%%
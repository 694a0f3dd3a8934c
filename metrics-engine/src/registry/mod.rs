//! Metric storage.
//!
//! The [`Registry`] maps group names to [`MetricGroup`]s, and each group maps metric names to
//! metric handles.  Both maps are split into independently-locked shards so that registrations in
//! unrelated groups, or for unrelated names, never contend on the same lock.

use std::hash::{BuildHasherDefault, Hash, Hasher};
use std::num::NonZeroUsize;
use std::sync::Arc;

use hashbrown::HashMap;
use parking_lot::RwLock;
use rapidhash::fast::RapidHasher;
use tracing::{debug, info};

use crate::builder::MetricsBuilder;
use crate::environment::EnvironmentInfo;
use crate::filter::SnapshotFilter;
use crate::snapshot::GroupSnapshot;
use crate::state::{MetricsState, MetricsSwitch};

mod group;
pub use self::group::MetricGroup;

type ShardHasher = RapidHasher<'static>;
type ShardMap<V> = HashMap<String, V, BuildHasherDefault<ShardHasher>>;

/// A string-keyed map split into shards.
///
/// The shard for a key is chosen by hashing it, so operations on keys in different shards never
/// contend.  Lookups take the shard's read lock; insertions and removals take its write lock.
pub(crate) struct Shards<V> {
    shards: Box<[RwLock<ShardMap<V>>]>,
    shard_mask: usize,
}

impl<V: Clone> Shards<V> {
    pub(crate) fn new() -> Self {
        let shard_count = std::thread::available_parallelism()
            .map(NonZeroUsize::get)
            .unwrap_or(1)
            .next_power_of_two();
        let shards = (0..shard_count).map(|_| RwLock::new(ShardMap::default())).collect();

        Shards { shards, shard_mask: shard_count - 1 }
    }

    #[inline]
    fn shard(&self, key: &str) -> &RwLock<ShardMap<V>> {
        let mut hasher = ShardHasher::default();
        key.hash(&mut hasher);

        // The shard count is a power of two and `shard_mask` is one less than it, so the masked
        // hash is always in bounds.
        &self.shards[hasher.finish() as usize & self.shard_mask]
    }

    pub(crate) fn get(&self, key: &str) -> Option<V> {
        self.shard(key).read().get(key).cloned()
    }

    /// Gets the value under `key`, creating it with `init` if it does not exist.
    ///
    /// `init` runs while the shard's write lock is held, so concurrent callers for the same key
    /// all observe the value from the single call to `init` that won.  The lock is not reentrant:
    /// `init` must not touch this map.
    pub(crate) fn get_or_try_insert_with<F, E>(&self, key: &str, init: F) -> Result<V, E>
    where
        F: FnOnce() -> Result<V, E>,
    {
        let shard = self.shard(key);

        // Try and get the value if it exists.
        if let Some(value) = shard.read().get(key) {
            return Ok(value.clone());
        }

        // Switch to the write guard, and check again in case we lost a race to insert.
        let mut shard_write = shard.write();
        if let Some(value) = shard_write.get(key) {
            return Ok(value.clone());
        }

        let value = init()?;
        shard_write.insert(key.to_string(), value.clone());
        Ok(value)
    }

    pub(crate) fn remove(&self, key: &str) -> bool {
        self.shard(key).write().remove(key).is_some()
    }

    /// Collects every entry, sorted by key.
    ///
    /// Shards are visited one at a time, so entries inserted or removed while this runs may or may
    /// not be observed.
    pub(crate) fn entries(&self) -> Vec<(String, V)> {
        let mut entries = Vec::new();
        for shard in self.shards.iter() {
            let shard_read = shard.read();
            entries.extend(shard_read.iter().map(|(k, v)| (k.clone(), v.clone())));
        }
        entries.sort_unstable_by(|(a, _), (b, _)| a.cmp(b));
        entries
    }

    /// Collects every key, sorted.
    pub(crate) fn keys(&self) -> Vec<String> {
        let mut keys = Vec::new();
        for shard in self.shards.iter() {
            keys.extend(shard.read().keys().cloned());
        }
        keys.sort_unstable();
        keys
    }

    pub(crate) fn len(&self) -> usize {
        self.shards.iter().map(|shard| shard.read().len()).sum()
    }
}

/// The top-level metrics registry.
///
/// Owns every [`MetricGroup`], and through them every metric handle, along with the
/// [`EnvironmentInfo`] attached to snapshots and the switch that disables all updates.
pub struct Registry {
    groups: Shards<Arc<MetricGroup>>,
    builder: MetricsBuilder,
    environment: EnvironmentInfo,
}

impl Registry {
    /// Creates a new `Registry`.
    ///
    /// Every group created by the registry builds its metrics with `builder`, and shares the
    /// builder's disable switch.
    pub fn new(builder: MetricsBuilder, environment: EnvironmentInfo) -> Registry {
        Registry { groups: Shards::new(), builder, environment }
    }

    /// Gets the group with the given name, creating it if it does not yet exist.
    pub fn group(&self, name: &str) -> Arc<MetricGroup> {
        let result: Result<_, std::convert::Infallible> =
            self.groups.get_or_try_insert_with(name, || {
                debug!(group = name, "Creating metric group.");
                Ok(Arc::new(MetricGroup::new(name.to_string(), self.builder.clone())))
            });
        match result {
            Ok(group) => group,
            Err(never) => match never {},
        }
    }

    /// Gets the group with the given name, if it exists.
    pub fn get_group(&self, name: &str) -> Option<Arc<MetricGroup>> {
        self.groups.get(name)
    }

    /// Removes a group and every metric in it.
    ///
    /// Returns `true` if the group existed.
    pub fn remove_group(&self, name: &str) -> bool {
        self.groups.remove(name)
    }

    /// Names of every group, sorted.
    pub fn group_names(&self) -> Vec<String> {
        self.groups.keys()
    }

    /// Number of groups.
    pub fn group_count(&self) -> usize {
        self.groups.len()
    }

    /// Environment metadata attached to every snapshot.
    pub fn environment(&self) -> &EnvironmentInfo {
        &self.environment
    }

    /// Builder used to construct metrics in every group.
    pub fn builder(&self) -> &MetricsBuilder {
        &self.builder
    }

    /// Gets the current state.
    pub fn state(&self) -> MetricsState {
        self.switch().state()
    }

    /// Disables every metric update, permanently.
    ///
    /// Registered metrics stay enumerable and keep reporting the values they had when this was
    /// called.  Returns `true` if this call performed the transition.
    pub fn completely_disable_metrics(&self) -> bool {
        let transitioned = self.switch().disable(self.builder.clock().now());
        if transitioned {
            info!("Metrics disabled, all further updates will be ignored.");
        }
        transitioned
    }

    /// Reads every metric matching `filter`, group by group, in group name order.
    ///
    /// Each individual reading is atomic, but metrics updated while the snapshot is being taken may
    /// be observed either before or after the update.
    pub fn snapshot(&self, filter: &SnapshotFilter) -> Vec<GroupSnapshot> {
        self.groups
            .entries()
            .into_iter()
            .filter(|(name, _)| filter.matches_group(name))
            .map(|(_, group)| group.snapshot_with(filter))
            .filter(|group| !group.is_empty())
            .collect()
    }

    fn switch(&self) -> &MetricsSwitch {
        self.builder.switch()
    }
}

#[cfg(test)]
mod tests {
    use super::{Registry, Shards};
    use crate::builder::MetricsBuilder;
    use crate::environment::EnvironmentInfo;
    use crate::filter::{Matcher, SnapshotFilter};
    use crate::state::MetricsState;
    use std::sync::Arc;

    fn registry() -> Registry {
        Registry::new(MetricsBuilder::default(), EnvironmentInfo::default())
    }

    #[test]
    fn test_shards() {
        let shards = Shards::<u32>::new();
        assert_eq!(shards.get("a"), None);

        let value: Result<u32, ()> = shards.get_or_try_insert_with("a", || Ok(1));
        assert_eq!(value, Ok(1));
        let value: Result<u32, ()> = shards.get_or_try_insert_with("a", || Ok(2));
        assert_eq!(value, Ok(1));
        let failed: Result<u32, &str> = shards.get_or_try_insert_with("b", || Err("nope"));
        assert_eq!(failed, Err("nope"));
        assert_eq!(shards.get("b"), None);

        shards.get_or_try_insert_with::<_, ()>("c", || Ok(3)).unwrap();
        assert_eq!(shards.keys(), vec!["a".to_string(), "c".to_string()]);
        assert_eq!(shards.entries(), vec![("a".to_string(), 1), ("c".to_string(), 3)]);
        assert_eq!(shards.len(), 2);

        assert!(shards.remove("a"));
        assert!(!shards.remove("a"));
        assert_eq!(shards.len(), 1);
    }

    #[test]
    fn test_group_is_created_once() {
        let registry = registry();
        let first = registry.group("db");
        let second = registry.group("db");
        assert!(Arc::ptr_eq(&first, &second));
        assert_eq!(registry.group_count(), 1);

        registry.group("cache");
        assert_eq!(registry.group_names(), vec!["cache".to_string(), "db".to_string()]);

        assert!(registry.remove_group("db"));
        assert!(registry.get_group("db").is_none());
        assert!(!registry.remove_group("db"));
    }

    #[test]
    fn test_snapshot_is_ordered_and_filtered() {
        let registry = registry();
        registry.group("zeta").counter("hits").unwrap().increment(1);
        registry.group("alpha").counter("misses").unwrap().increment(2);
        registry.group("empty");

        let groups = registry.snapshot(&SnapshotFilter::default());
        let names = groups.iter().map(|g| g.name()).collect::<Vec<_>>();
        assert_eq!(names, vec!["alpha", "zeta"]);

        let filter = SnapshotFilter::default().with_group(Matcher::Prefix("ze".into()));
        let groups = registry.snapshot(&filter);
        assert_eq!(groups.len(), 1);
        assert_eq!(groups[0].name(), "zeta");
    }

    #[test]
    fn test_disable_is_one_way() {
        let registry = registry();
        let counter = registry.group("app").counter("requests").unwrap();
        counter.increment(4);

        assert!(registry.completely_disable_metrics());
        assert!(!registry.completely_disable_metrics());
        assert_eq!(registry.state(), MetricsState::Disabled);

        counter.increment(10);
        assert_eq!(counter.value(), 4);

        // Registration still works, the new metric is just inert.
        let late = registry.group("app").counter("late").unwrap();
        late.increment(1);
        assert_eq!(late.value(), 0);
        assert_eq!(registry.group("app").names().len(), 2);
    }
}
%%
TASK DETAILS: Would you retype exactly the lines above, from the line with "disables all updates." to the line with "MetricsBuilder, environment: EnvironmentInfo)", with both end lines kept and nothing more?

TASK OUTPUT:
/// [`EnvironmentInfo`] attached to snapshots and the switch that disables all updates.
pub struct Registry {
    groups: Shards<Arc<MetricGroup>>,
    builder: MetricsBuilder,
    environment: EnvironmentInfo,
}

impl Registry {
    /// Creates a new `Registry`.
    ///
    /// Every group created by the registry builds its metrics with `builder`, and shares the
    /// builder's disable switch.
    pub fn new(builder: MetricsBuilder, environment: EnvironmentInfo) -> Registry {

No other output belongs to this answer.